-- INPUT MATERIAL follows --

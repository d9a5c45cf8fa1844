mod config;

use std::collections::HashMap;
use std::sync::{Arc, Weak};
use std::time::Duration;

use axum::{
    Router,
    extract::{
        State, WebSocketUpgrade,
        ws::{Message, WebSocket},
    },
    response::IntoResponse,
    routing::get,
};
use dashmap::DashMap;
use futures_util::{SinkExt, stream::StreamExt};
use parking_lot::Mutex as P_Mutex;
use tokio::sync::{RwLock, mpsc};
use tracing::{error, info, warn};
use tracing_subscriber::EnvFilter;
use uuid::Uuid;

use config::ServerConfig;
use tichu_core::{
    ActionError, ClientMessage, Game, GameConfig, GameEvent, PlayerId, PlayerSecret, RoomId, SEATS, Seat,
    SeatView, ServerMessage,
};

// 服务器全局状态
struct AppState {
    rooms: DashMap<RoomId, Arc<Room>>,
    config: ServerConfig,
}

// 单个房间的状态
// 重要‼️：严格规定使用锁的顺序，避免死锁：
// players -> table
// table 是同步锁，持有期间不能 await
struct Room {
    table: P_Mutex<Table>,
    // 将 PlayerId 映射到具体的网络连接
    players: RwLock<HashMap<PlayerId, PlayerConnection>>,
}

struct Table {
    members: Vec<Member>,
    game: Option<Game>,
    /// 每接受一个动作加一，超时任务据此判断计时是否已经过期
    version: u64,
}

struct Member {
    id: PlayerId,
    secret: PlayerSecret,
    nickname: String,
}

// 玩家的网络连接
struct PlayerConnection {
    // 用于向该玩家的 WebSocket 任务发送消息的通道
    sender: mpsc::Sender<ServerMessage>,
}

type SharedState = Arc<AppState>;

#[tokio::main]
async fn main() {
    tracing_subscriber::fmt()
        .with_env_filter(EnvFilter::try_from_default_env().unwrap_or_else(|_| EnvFilter::new("info")))
        .init();

    let config = ServerConfig::from_env();
    let addr = config.addr;
    let state = SharedState::new(AppState { rooms: DashMap::new(), config });

    let app = Router::new().route("/ws", get(websocket_handler)).with_state(state);

    let listener = match tokio::net::TcpListener::bind(addr).await {
        Ok(listener) => listener,
        Err(e) => {
            error!("无法监听 {}: {}", addr, e);
            return;
        }
    };
    info!("服务器正在监听 {}", addr);
    if let Err(e) = axum::serve(listener, app).await {
        error!("服务器异常退出: {}", e);
    }
}

/// 处理 WebSocket 连接请求
async fn websocket_handler(ws: WebSocketUpgrade, State(state): State<SharedState>) -> impl IntoResponse {
    ws.on_upgrade(|socket| handle_socket(socket, state))
}

/// 处理单个 WebSocket 连接的生命周期
async fn handle_socket(socket: WebSocket, state: SharedState) {
    let (mut sender, mut receiver) = socket.split();

    // 其他任务通过这个通道给本连接发消息
    let (tx, mut rx) = mpsc::channel::<ServerMessage>(64);

    tokio::spawn(async move {
        while let Some(msg) = rx.recv().await {
            let payload = match serde_json::to_string(&msg) {
                Ok(payload) => payload,
                Err(e) => {
                    error!("序列化消息失败: {}", e);
                    continue;
                }
            };
            if sender.send(Message::Text(payload.into())).await.is_err() {
                // 客户端已断开
                break;
            }
        }
    });

    // 入座成功后填充
    let mut player_context: Option<(RoomId, PlayerId)> = None;

    while let Some(Ok(msg)) = receiver.next().await {
        if let Message::Text(text) = msg {
            match serde_json::from_str::<ClientMessage>(&text) {
                Ok(client_msg) => {
                    handle_client_message(client_msg, state.clone(), &tx, &mut player_context).await;
                }
                Err(e) => {
                    warn!("解析消息失败: {}", e);
                    let _ = tx.send(ServerMessage::Error { message: format!("无法解析的消息: {}", e) }).await;
                }
            }
        }
    }

    if let Some((room_id, player_id)) = player_context {
        handle_disconnect(state, room_id, player_id).await;
    }
    info!("客户端连接关闭");
}

async fn send_error(tx: &mpsc::Sender<ServerMessage>, message: &str) {
    let _ = tx.send(ServerMessage::Error { message: message.to_string() }).await;
}

fn find_room(state: &SharedState, room_id: &RoomId) -> Option<Arc<Room>> {
    state.rooms.get(room_id).map(|r| r.clone())
}

/// 核心消息处理逻辑
async fn handle_client_message(
    msg: ClientMessage,
    state: SharedState,
    tx: &mpsc::Sender<ServerMessage>,
    context: &mut Option<(RoomId, PlayerId)>,
) {
    match msg {
        ClientMessage::CreateRoom { nickname } => {
            if context.is_some() {
                return send_error(tx, "你已经在一个房间里了").await;
            }
            let room_id = Uuid::new_v4();
            let room = Arc::new(Room {
                table: P_Mutex::new(Table { members: Vec::new(), game: None, version: 0 }),
                players: RwLock::new(HashMap::new()),
            });
            state.rooms.insert(room_id, room.clone());
            info!("创建了新房间 {}", room_id);
            seat_player(&state, room, room_id, nickname, tx, context).await;
        }
        ClientMessage::JoinRoom { room_id, nickname } => {
            if context.is_some() {
                return send_error(tx, "你已经在一个房间里了").await;
            }
            match find_room(&state, &room_id) {
                Some(room) => seat_player(&state, room, room_id, nickname, tx, context).await,
                None => send_error(tx, "房间不存在").await,
            }
        }
        ClientMessage::Rejoin { room_id, secret } => {
            if context.is_some() {
                return send_error(tx, "你已经在一个房间里了").await;
            }
            match find_room(&state, &room_id) {
                Some(room) => rejoin(room, room_id, secret, tx, context).await,
                None => send_error(tx, "房间不存在").await,
            }
        }
        ClientMessage::PerformAction(action) => {
            let Some((room_id, player_id)) = *context else {
                return send_error(tx, "请先加入或创建房间").await;
            };
            let Some(room) = find_room(&state, &room_id) else {
                return send_error(tx, "房间不存在").await;
            };

            let outcome = {
                let mut table = room.table.lock();
                let outcome = match table.game.as_mut() {
                    Some(game) => game.handle_action(&player_id, action),
                    None => Err(ActionError::WrongPhase),
                };
                if outcome.is_ok() {
                    table.version += 1;
                }
                outcome
            };

            match outcome {
                Ok(events) => publish(&room, events).await,
                Err(e) => {
                    let _ = tx
                        .send(ServerMessage::Rejected { code: e.code().to_string(), reason: e.to_string() })
                        .await;
                }
            }
        }
    }
}

/// 让新玩家坐到下一个空位；坐满四人时开始比赛
async fn seat_player(
    state: &SharedState,
    room: Arc<Room>,
    room_id: RoomId,
    nickname: String,
    tx: &mpsc::Sender<ServerMessage>,
    context: &mut Option<(RoomId, PlayerId)>,
) {
    let player_id = Uuid::new_v4();
    let secret = Uuid::new_v4();

    let seated = {
        // r_players write lock
        let mut r_players = room.players.write().await;
        let seated = {
            // table lock
            let mut table = room.table.lock();
            if table.members.len() >= SEATS {
                None
            } else {
                let seat = table.members.len();
                table.members.push(Member { id: player_id, secret, nickname: nickname.clone() });
                let started = if table.members.len() == SEATS { start_game(&mut table, state) } else { None };
                Some((seat, started))
            }
        };
        if seated.is_some() {
            r_players.insert(player_id, PlayerConnection { sender: tx.clone() });
        }
        seated
    };

    let Some((seat, started)) = seated else {
        return send_error(tx, "房间已满").await;
    };

    info!("玩家 {} 坐到了房间 {} 的座位 {}", player_id, room_id, seat);
    *context = Some((room_id, player_id));
    let _ = tx.send(ServerMessage::RoomJoined { room_id, your_id: player_id, your_secret: secret, seat }).await;
    {
        let seated_msg = ServerMessage::PlayerSeated { nickname, seat };
        broadcast(room.players.read().await.iter(), &seated_msg, Some(player_id)).await;
    }

    if let Some(events) = started {
        publish(&room, events).await;
        if let Some(timeout) = state.config.turn_timeout() {
            spawn_turn_timer(&room, timeout);
        }
    }
}

fn start_game(table: &mut Table, state: &SharedState) -> Option<Vec<GameEvent>> {
    let seats: [PlayerId; SEATS] = std::array::from_fn(|s| table.members[s].id);
    let config = GameConfig { target_score: state.config.target_score, seed: None };
    let mut game = Game::new(seats, config);
    match game.start() {
        Ok(events) => {
            table.game = Some(game);
            table.version += 1;
            Some(events)
        }
        Err(e) => {
            error!("开局失败: {}", e);
            None
        }
    }
}

/// 断线重连：凭密钥找到原座位，换上新的身份
async fn rejoin(
    room: Arc<Room>,
    room_id: RoomId,
    secret: PlayerSecret,
    tx: &mpsc::Sender<ServerMessage>,
    context: &mut Option<(RoomId, PlayerId)>,
) {
    let new_id = Uuid::new_v4();
    let rejoined = {
        let mut r_players = room.players.write().await;
        let rejoined = {
            let mut table = room.table.lock();
            match table.members.iter().position(|m| m.secret == secret) {
                None => None,
                Some(seat) => {
                    let old_id = table.members[seat].id;
                    table.members[seat].id = new_id;
                    if let Some(game) = table.game.as_mut() {
                        game.rebind_seat(&old_id, new_id);
                    }
                    let snapshot = table.game.as_ref().map(|game| game.view_for(seat));
                    Some((seat, old_id, snapshot))
                }
            }
        };
        if let Some((_, old_id, _)) = &rejoined {
            r_players.remove(old_id);
            r_players.insert(new_id, PlayerConnection { sender: tx.clone() });
        }
        rejoined
    };

    let Some((seat, old_id, snapshot)) = rejoined else {
        return send_error(tx, "重连凭证无效").await;
    };
    info!("玩家 {} 以新身份 {} 回到房间 {} 的座位 {}", old_id, new_id, room_id, seat);
    *context = Some((room_id, new_id));
    let _ = tx.send(ServerMessage::RoomJoined { room_id, your_id: new_id, your_secret: secret, seat }).await;
    if let Some(view) = snapshot {
        let _ = tx.send(ServerMessage::SeatSnapshot(view)).await;
    }
}

/// 超时代打：状态在一个超时周期内没有推进时，替应当行动的座位执行保守动作
fn spawn_turn_timer(room: &Arc<Room>, timeout: Duration) {
    let weak: Weak<Room> = Arc::downgrade(room);
    tokio::spawn(async move {
        loop {
            let Some(version) = weak.upgrade().map(|room| room.table.lock().version) else {
                break;
            };
            tokio::time::sleep(timeout).await;
            let Some(room) = weak.upgrade() else {
                break;
            };

            let events = {
                let mut table = room.table.lock();
                if table.version != version {
                    continue;
                }
                let Some(game) = table.game.as_mut() else {
                    break;
                };
                if game.is_over() {
                    break;
                }
                let Some((seat, action)) = game.timeout_action() else {
                    continue;
                };
                let name = action.name();
                match game.apply(seat, action) {
                    Ok(events) => {
                        info!(seat, action = name, "超时代打");
                        table.version += 1;
                        events
                    }
                    Err(e) => {
                        warn!(seat, action = name, "超时代打被拒绝: {}", e);
                        continue;
                    }
                }
            };
            publish(&room, events).await;
        }
    });
}

/// 广播事件，再给每个在线玩家推送他自己视角的快照
async fn publish(room: &Room, events: Vec<GameEvent>) {
    let r_players = room.players.read().await;
    let snapshots: Vec<(PlayerId, SeatView)> = {
        let table = room.table.lock();
        match &table.game {
            Some(game) => r_players
                .keys()
                .filter_map(|pid| game.view_for_player(pid).map(|view| (*pid, view)))
                .collect(),
            None => Vec::new(),
        }
    };

    for event in events {
        broadcast(r_players.iter(), &ServerMessage::from(event), None).await;
    }
    for (pid, view) in snapshots {
        if let Some(conn) = r_players.get(&pid) {
            let _ = conn.sender.send(ServerMessage::SeatSnapshot(view)).await;
        }
    }
}

/// 玩家断开连接后的处理。座位保留，凭密钥可以重连。
async fn handle_disconnect(state: SharedState, room_id: RoomId, player_id: PlayerId) {
    info!("玩家 {} 从房间 {} 断开连接", player_id, room_id);
    let Some(room) = find_room(&state, &room_id) else {
        return;
    };

    let mut r_players = room.players.write().await;
    if r_players.remove(&player_id).is_none() {
        // 已经被重连替换掉的旧连接
        return;
    }
    let seated: Option<(Seat, String)> = {
        let table = room.table.lock();
        table
            .members
            .iter()
            .position(|m| m.id == player_id)
            .map(|seat| (seat, table.members[seat].nickname.clone()))
    };
    if let Some((seat, nickname)) = seated {
        let info_msg =
            ServerMessage::Info { message: format!("{} (座位 {}) 断开连接，等待重连", nickname, seat) };
        broadcast(r_players.iter(), &info_msg, None).await;
    }

    if r_players.is_empty() {
        state.rooms.remove(&room_id);
        info!("房间 {} 已空，已被移除", room_id);
    }
}

/// 向房间内所有玩家广播消息
async fn broadcast(
    players: impl Iterator<Item = (&PlayerId, &PlayerConnection)>,
    message: &ServerMessage,
    exclude: Option<PlayerId>,
) {
    for (player_id, conn) in players {
        if Some(*player_id) == exclude {
            continue;
        }
        if conn.sender.send(message.clone()).await.is_err() {
            // 该玩家也断开了，后续由其自己的 handle_socket 任务处理
            warn!("向玩家 {} 发送消息失败（可能已断开）", player_id);
        }
    }
}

-- INPUT MATERIAL concluded --

• [EXERCISE GOAL] Give back the records word for word. Start at the first line, end at the line containing "let addr = config.addr;", and include both.

• [ANSWER TO THE PROBLEM]
repository d9a5c45cf8fa1844
mod config;

use std::collections::HashMap;
use std::sync::{Arc, Weak};
use std::time::Duration;

use axum::{
    Router,
    extract::{
        State, WebSocketUpgrade,
        ws::{Message, WebSocket},
    },
    response::IntoResponse,
    routing::get,
};
use dashmap::DashMap;
use futures_util::{SinkExt, stream::StreamExt};
use parking_lot::Mutex as P_Mutex;
use tokio::sync::{RwLock, mpsc};
use tracing::{error, info, warn};
use tracing_subscriber::EnvFilter;
use uuid::Uuid;

use config::ServerConfig;
use tichu_core::{
    ActionError, ClientMessage, Game, GameConfig, GameEvent, PlayerId, PlayerSecret, RoomId, SEATS, Seat,
    SeatView, ServerMessage,
};

// 服务器全局状态
struct AppState {
    rooms: DashMap<RoomId, Arc<Room>>,
    config: ServerConfig,
}

// 单个房间的状态
// 重要‼️：严格规定使用锁的顺序，避免死锁：
// players -> table
// table 是同步锁，持有期间不能 await
struct Room {
    table: P_Mutex<Table>,
    // 将 PlayerId 映射到具体的网络连接
    players: RwLock<HashMap<PlayerId, PlayerConnection>>,
}

struct Table {
    members: Vec<Member>,
    game: Option<Game>,
    /// 每接受一个动作加一，超时任务据此判断计时是否已经过期
    version: u64,
}

struct Member {
    id: PlayerId,
    secret: PlayerSecret,
    nickname: String,
}

// 玩家的网络连接
struct PlayerConnection {
    // 用于向该玩家的 WebSocket 任务发送消息的通道
    sender: mpsc::Sender<ServerMessage>,
}

type SharedState = Arc<AppState>;

#[tokio::main]
async fn main() {
    tracing_subscriber::fmt()
        .with_env_filter(EnvFilter::try_from_default_env().unwrap_or_else(|_| EnvFilter::new("info")))
        .init();

    let config = ServerConfig::from_env();
    let addr = config.addr;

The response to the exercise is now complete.